US 11,792,211 B2
System for detecting and remediating computing system breaches using computing network traffic monitoring
Brandon Sloane, Santa Barbara, CA (US)
Assigned to BANK OF AMERICA CORPORATION, Charlotte, NC (US)
Filed by BANK OF AMERICA CORPORATION, Charlotte, NC (US)
Filed on Jan. 7, 2021, as Appl. No. 17/143,385.
Prior Publication US 2022/0217158 A1, Jul. 7, 2022
Int. Cl.
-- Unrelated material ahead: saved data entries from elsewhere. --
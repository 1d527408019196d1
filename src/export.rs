//! CSV export of normalized records.

use std::fs::File;
use std::io::Write;
use std::path::Path;

use anyhow::{Context, Result};
use tracing::info;

use crate::record::{COLUMNS, NormalizedRecord};

/// Header row for a target: the common columns followed by its extras.
pub fn header(extra_columns: &[&str]) -> Vec<String> {
    COLUMNS
        .iter()
        .chain(extra_columns)
        .map(|c| c.to_string())
        .collect()
}

/// Write `records` as CSV to `writer`, header first, in input order.
///
/// Returns the number of data rows written.
pub fn write_csv<'a, W, I>(writer: W, extra_columns: &[&str], records: I) -> Result<usize>
where
    W: Write,
    I: IntoIterator<Item = &'a NormalizedRecord>,
{
    let header = header(extra_columns);
    let mut csv_writer = csv::WriterBuilder::new()
        .has_headers(false)
        .from_writer(writer);
    csv_writer.write_record(&header)?;

    let mut rows = 0;
    for record in records {
        csv_writer.write_record(record.row(&header))?;
        rows += 1;
    }
    csv_writer.flush()?;
    Ok(rows)
}

/// Write `records` to a CSV file at `path`, replacing any previous export.
pub fn export_csv<'a, I>(path: &Path, extra_columns: &[&str], records: I) -> Result<usize>
where
    I: IntoIterator<Item = &'a NormalizedRecord>,
{
    if let Some(dir) = path.parent().filter(|p| !p.as_os_str().is_empty()) {
        std::fs::create_dir_all(dir)
            .with_context(|| format!("Failed to create {}", dir.display()))?;
    }
    let file =
        File::create(path).with_context(|| format!("Failed to create {}", path.display()))?;
    let rows = write_csv(file, extra_columns, records)
        .with_context(|| format!("Failed to write {}", path.display()))?;
    info!(path = %path.display(), rows, "Exported CSV");
    Ok(rows)
}
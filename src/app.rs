use std::path::{Path, PathBuf};
use std::process::ExitCode;

use anyhow::Context;
use tracing::{info, warn};
use yansi::Paint;

use crate::cli::{Command, ExportArgs, ScrapeArgs};
use crate::config::Config;
use crate::export::export_csv;
use crate::scrape::{Engine, ScrapeOptions, Target};
use crate::store::ScrapeStore;
use crate::targets::TargetName;
use crate::transport::HttpTransport;

/// Exit status after Ctrl-C, as a shell reports SIGINT.
const EXIT_INTERRUPTED: u8 = 130;

/// Main application struct: the loaded configuration and the command
/// dispatch built on it.
pub struct App {
    config: Config,
}

impl App {
    pub fn new(config: Config) -> Self {
        Self { config }
    }

    /// Run one command to completion.
    pub async fn run(&self, command: Command) -> anyhow::Result<ExitCode> {
        match command {
            Command::Targets => {
                self.list_targets();
                Ok(ExitCode::SUCCESS)
            }
            Command::Scrape(args) => self.scrape(args).await,
            Command::Export(args) => {
                self.export(args)?;
                Ok(ExitCode::SUCCESS)
            }
        }
    }

    fn list_targets(&self) {
        for name in TargetName::all() {
            let label = format!("{:<14}", name.name());
            println!("{} {}", label.bold(), name.portal_url().dim());
        }
    }

    fn load_store(
        &self,
        target: &dyn Target,
        cache: Option<PathBuf>,
    ) -> anyhow::Result<ScrapeStore> {
        let path = cache.unwrap_or_else(|| self.config.cache_path(target.name()));
        ScrapeStore::load(path, |record| target.identity_key(record))
    }

    async fn scrape(&self, args: ScrapeArgs) -> anyhow::Result<ExitCode> {
        let mut target = args.target.build(&self.config)?;
        let mut store = self.load_store(target.as_ref(), args.cache)?;
        let transport = HttpTransport::new(
            self.config.user_agent(),
            self.config.request_timeout,
            self.config.request_delay,
        )
        .context("Failed to build HTTP client")?;

        let mut options = ScrapeOptions::for_target(target.as_ref());
        options.max_pages = args.max_pages;
        options.resume = !args.restart;
        if let Some(policy) = args.row_policy {
            options.row_policy = policy;
        }
        if let Some(policy) = args.detail_policy {
            options.detail_policy = policy;
        }

        info!(
            target_name = target.name(),
            cache = %store.path().display(),
            cached = store.len(),
            ?options,
            "Scrape requested"
        );

        let outcome = {
            let mut engine = Engine::new(target.as_mut(), &transport, options);
            tokio::select! {
                result = engine.run(&mut store) => Some(result),
                _ = tokio::signal::ctrl_c() => None,
            }
        };

        match outcome {
            None => {
                warn!(target_name = target.name(), "Interrupted, saving progress");
                store.persist()?;
                Ok(ExitCode::from(EXIT_INTERRUPTED))
            }
            Some(Err(e)) => {
                // Records gathered before the failure are kept for the next run.
                if let Err(persist_err) = store.persist() {
                    warn!(
                        error = format!("{persist_err:#}"),
                        "Failed to save progress after error"
                    );
                }
                Err(e)
            }
            Some(Ok(_summary)) => {
                if args.export {
                    let output = args
                        .output
                        .unwrap_or_else(|| self.config.export_path(target.name()));
                    write_export(target.as_ref(), &store, &output)?;
                }
                Ok(ExitCode::SUCCESS)
            }
        }
    }

    fn export(&self, args: ExportArgs) -> anyhow::Result<()> {
        // Formatting needs no partition inputs.
        let target = args.target.bare();
        let store = self.load_store(target.as_ref(), args.cache)?;
        if store.is_empty() {
            warn!(target_name = target.name(), cache = %store.path().display(), "Cache is empty");
        }
        let output = args.output.unwrap_or_else(|| self.config.export_path(target.name()));
        write_export(target.as_ref(), &store, &output)
    }
}

fn write_export(target: &dyn Target, store: &ScrapeStore, output: &Path) -> anyhow::Result<()> {
    let formatted: Vec<_> = store.records().map(|r| target.format_record(r)).collect();
    export_csv(output, target.extra_columns(), &formatted)?;
    Ok(())
}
H04L 9/40 (2022.01)
CPC H04L 63/1416 (2013.01) [H04L 63/145 (2013.01); H04L 63/1425 (2013.01)] 18 Claims
OG exemplary drawing
 
1. A system for detecting and remediating computing system breaches using computing network traffic monitoring, the system comprising:
a memory device with computer-readable program code stored thereon;
a communication device; and
a processing device operatively coupled to the memory device and the communication device, wherein the processing device is configured to execute the computer-readable program code to:
detect a topology of one or more computing systems in a network, the one or more computing systems comprising an origin computing system and a destination computing system;
retrieve one or more historical network traffic logs from the one or more computing systems in the network;
based on the one or more historical network traffic logs, detect one or more data transfers between the origin computing system and the destination computing system;
generate a ranked list of likelihood scores for each of the one or more data transfers, the one or more data transfers comprising a first data transfer and a second data transfer, wherein the likelihood scores reflect a likelihood of lateral movement of a vector from the origin computing system to the destination computing system through the one or more data transfers, wherein generating the ranked list further comprises:
determining, based on comparing a data transfer type of the first data transfer to a data transfer type of the second data transfer, that the vector is more likely to traverse between the origin computing system and the destination computing system through the data transfer type of the first data transfer;
generating likelihood scores for the first data transfer and the second data transfer, wherein the likelihood score of the first data transfer is higher than the likelihood score of the second data transfer; and
adjusting, using machine learning, a scoring algorithm for computing the likelihood scores based on historical likelihood scores; and
based on the ranked list of likelihood scores, detect that the likelihood score of the first data transfer is above a defined threshold;
based on detecting that the likelihood score of the first data transfer is above the defined threshold, automatically implement an escalating series of remediation steps associated with the vector, wherein the escalating series of remediations steps comprises, in order, 1) applying software updates for computing systems along the first data transfer, 2) implementing a network segmentation scheme for the computing systems along the first data transfer, and 3) performing a system wipe of the computing systems along the first data transfer, wherein applying software updates reduces the likelihood score of the first data transfer by a first amount, wherein implementing the network segmentation scheme reduces the likelihood score of the first data transfer by a second amount that is greater than the first amount, and wherein performing the system wipe reduces the likelihood score of the first data transfer by a third amount greater than the second amount.